Data for this task

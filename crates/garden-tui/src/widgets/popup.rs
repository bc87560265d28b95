use ratatui::{
    layout::{Alignment, Rect},
    style::{Modifier, Style},
    text::{Line, Span},
    widgets::{Block, Borders, Clear, Paragraph},
    Frame,
};

use crate::input::Action;
use crate::keymap::Keymap;
use crate::theme::Theme;

pub struct PopupWidget;

impl PopupWidget {
    /// Render the key help overlay, listing the keys currently bound
    pub fn render_help(frame: &mut Frame, keymap: &Keymap, theme: &Theme) {
        let rows: Vec<(String, &str)> = [
            (Action::NextCard, "Next card"),
            (Action::PrevCard, "Previous card"),
            (Action::Activate, "Run the card's action"),
            (Action::MoveDown, "Move / scroll down"),
            (Action::MoveUp, "Move / scroll up"),
            (Action::ScrollHalfPageDown, "Half page down (depth)"),
            (Action::ScrollHalfPageUp, "Half page up (depth)"),
            (Action::OpenItem, "Open tile or link"),
            (Action::SwipeOpen, "Reveal actions (gesture)"),
            (Action::SwipeClose, "Hide actions (gesture)"),
            (Action::Save, "Save item"),
            (Action::Remove, "Remove item"),
            (Action::ToggleHelp, "Toggle this help"),
            (Action::Quit, "Quit"),
        ]
        .into_iter()
        .filter_map(|(action, text)| keymap.key_for(&action).map(|key| (key, text)))
        .chain([
            ("1-4".to_string(), "Select tab (navigation)"),
            ("i".to_string(), "Type feedback"),
            ("<Esc>".to_string(), "Close detail / stop typing"),
        ])
        .collect();

        let area = frame.area();
        let popup_width = 48u16.min(area.width.saturating_sub(4));
        let popup_height = (rows.len() as u16 + 2).min(area.height.saturating_sub(2));
        let popup_area = centered_rect(popup_width, popup_height, area);

        frame.render_widget(Clear, popup_area);

        let block = Block::default()
            .title(" Keys ")
            .title_alignment(Alignment::Center)
            .borders(Borders::ALL)
            .border_style(Style::default().fg(theme.accent))
            .style(Style::default().bg(theme.raised));

        let lines: Vec<Line> = rows
            .into_iter()
            .map(|(key, text)| {
                Line::from(vec![
                    Span::styled(
                        format!(" {:<8}", key),
                        Style::default().fg(theme.accent).add_modifier(Modifier::BOLD),
                    ),
                    Span::styled(text, Style::default().fg(theme.ink)),
                ])
            })
            .collect();

        frame.render_widget(Paragraph::new(lines).block(block), popup_area);
    }
}

/// Helper function to create a centered rect
fn centered_rect(width: u16, height: u16, area: Rect) -> Rect {
    let x = area.x + (area.width.saturating_sub(width)) / 2;
    let y = area.y + (area.height.saturating_sub(height)) / 2;
    Rect::new(x, y, width, height)
}
use ratatui::{
    layout::Rect,
    style::Style,
    text::{Line, Span},
    widgets::Paragraph,
    Frame,
};
use unicode_width::UnicodeWidthStr;

use crate::app::{App, Mode};

pub struct StatusBarWidget;

impl StatusBarWidget {
    pub fn render(frame: &mut Frame, area: Rect, app: &App) {
        let theme = &app.theme;

        let mode_str = match app.mode {
            Mode::Normal => "NORMAL",
            Mode::Typing => "INSERT",
            Mode::Help => "HELP",
        };
        let motion_str = if app.garden.motion().is_reduced() {
            " | reduced motion"
        } else {
            ""
        };

        let status_text = if let Some(msg) = &app.status_message {
            format!(" {}", msg)
        } else {
            format!(
                " {} | {} | Tab: {} | Depth: {:>3.0}%{}",
                mode_str,
                app.focus.title(),
                app.current_tab(),
                app.garden.scroll().progress() * 100.0,
                motion_str
            )
        };

        let help_hint = " Tab:cards Enter:activate ?:help q:quit ";
        let padding_len = area
            .width
            .saturating_sub(status_text.width() as u16 + help_hint.width() as u16)
            as usize;

        let line = Line::from(vec![
            Span::styled(status_text, Style::default().fg(theme.ink).bg(theme.raised)),
            Span::styled(" ".repeat(padding_len), Style::default().bg(theme.raised)),
            Span::styled(help_hint, Style::default().fg(theme.muted).bg(theme.raised)),
        ]);

        frame.render_widget(Paragraph::new(line), area);
    }
}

What is being asked
The entire set of entries, and nothing else, should be set down exactly.

Solution
filename crates/garden-tui/src/widgets/popup.rs
repository bc87560265d28b95
use ratatui::{
    layout::{Alignment, Rect},
    style::{Modifier, Style},
    text::{Line, Span},
    widgets::{Block, Borders, Clear, Paragraph},
    Frame,
};

use crate::input::Action;
use crate::keymap::Keymap;
use crate::theme::Theme;

pub struct PopupWidget;

impl PopupWidget {
    /// Render the key help overlay, listing the keys currently bound
    pub fn render_help(frame: &mut Frame, keymap: &Keymap, theme: &Theme) {
        let rows: Vec<(String, &str)> = [
            (Action::NextCard, "Next card"),
            (Action::PrevCard, "Previous card"),
            (Action::Activate, "Run the card's action"),
            (Action::MoveDown, "Move / scroll down"),
            (Action::MoveUp, "Move / scroll up"),
            (Action::ScrollHalfPageDown, "Half page down (depth)"),
            (Action::ScrollHalfPageUp, "Half page up (depth)"),
            (Action::OpenItem, "Open tile or link"),
            (Action::SwipeOpen, "Reveal actions (gesture)"),
            (Action::SwipeClose, "Hide actions (gesture)"),
            (Action::Save, "Save item"),
            (Action::Remove, "Remove item"),
            (Action::ToggleHelp, "Toggle this help"),
            (Action::Quit, "Quit"),
        ]
        .into_iter()
        .filter_map(|(action, text)| keymap.key_for(&action).map(|key| (key, text)))
        .chain([
            ("1-4".to_string(), "Select tab (navigation)"),
            ("i".to_string(), "Type feedback"),
            ("<Esc>".to_string(), "Close detail / stop typing"),
        ])
        .collect();

        let area = frame.area();
        let popup_width = 48u16.min(area.width.saturating_sub(4));
        let popup_height = (rows.len() as u16 + 2).min(area.height.saturating_sub(2));
        let popup_area = centered_rect(popup_width, popup_height, area);

        frame.render_widget(Clear, popup_area);

        let block = Block::default()
            .title(" Keys ")
            .title_alignment(Alignment::Center)
            .borders(Borders::ALL)
            .border_style(Style::default().fg(theme.accent))
            .style(Style::default().bg(theme.raised));

        let lines: Vec<Line> = rows
            .into_iter()
            .map(|(key, text)| {
                Line::from(vec![
                    Span::styled(
                        format!(" {:<8}", key),
                        Style::default().fg(theme.accent).add_modifier(Modifier::BOLD),
                    ),
                    Span::styled(text, Style::default().fg(theme.ink)),
                ])
            })
            .collect();

        frame.render_widget(Paragraph::new(lines).block(block), popup_area);
    }
}

/// Helper function to create a centered rect
fn centered_rect(width: u16, height: u16, area: Rect) -> Rect {
    let x = area.x + (area.width.saturating_sub(width)) / 2;
    let y = area.y + (area.height.saturating_sub(height)) / 2;
    Rect::new(x, y, width, height)
}
use ratatui::{
    layout::Rect,
    style::Style,
    text::{Line, Span},
    widgets::Paragraph,
    Frame,
};
use unicode_width::UnicodeWidthStr;

use crate::app::{App, Mode};

pub struct StatusBarWidget;

impl StatusBarWidget {
    pub fn render(frame: &mut Frame, area: Rect, app: &App) {
        let theme = &app.theme;

        let mode_str = match app.mode {
            Mode::Normal => "NORMAL",
            Mode::Typing => "INSERT",
            Mode::Help => "HELP",
        };
        let motion_str = if app.garden.motion().is_reduced() {
            " | reduced motion"
        } else {
            ""
        };

        let status_text = if let Some(msg) = &app.status_message {
            format!(" {}", msg)
        } else {
            format!(
                " {} | {} | Tab: {} | Depth: {:>3.0}%{}",
                mode_str,
                app.focus.title(),
                app.current_tab(),
                app.garden.scroll().progress() * 100.0,
                motion_str
            )
        };

        let help_hint = " Tab:cards Enter:activate ?:help q:quit ";
        let padding_len = area
            .width
            .saturating_sub(status_text.width() as u16 + help_hint.width() as u16)
            as usize;

        let line = Line::from(vec![
            Span::styled(status_text, Style::default().fg(theme.ink).bg(theme.raised)),
            Span::styled(" ".repeat(padding_len), Style::default().bg(theme.raised)),
            Span::styled(help_hint, Style::default().fg(theme.muted).bg(theme.raised)),
        ]);

        frame.render_widget(Paragraph::new(line), area);
    }
}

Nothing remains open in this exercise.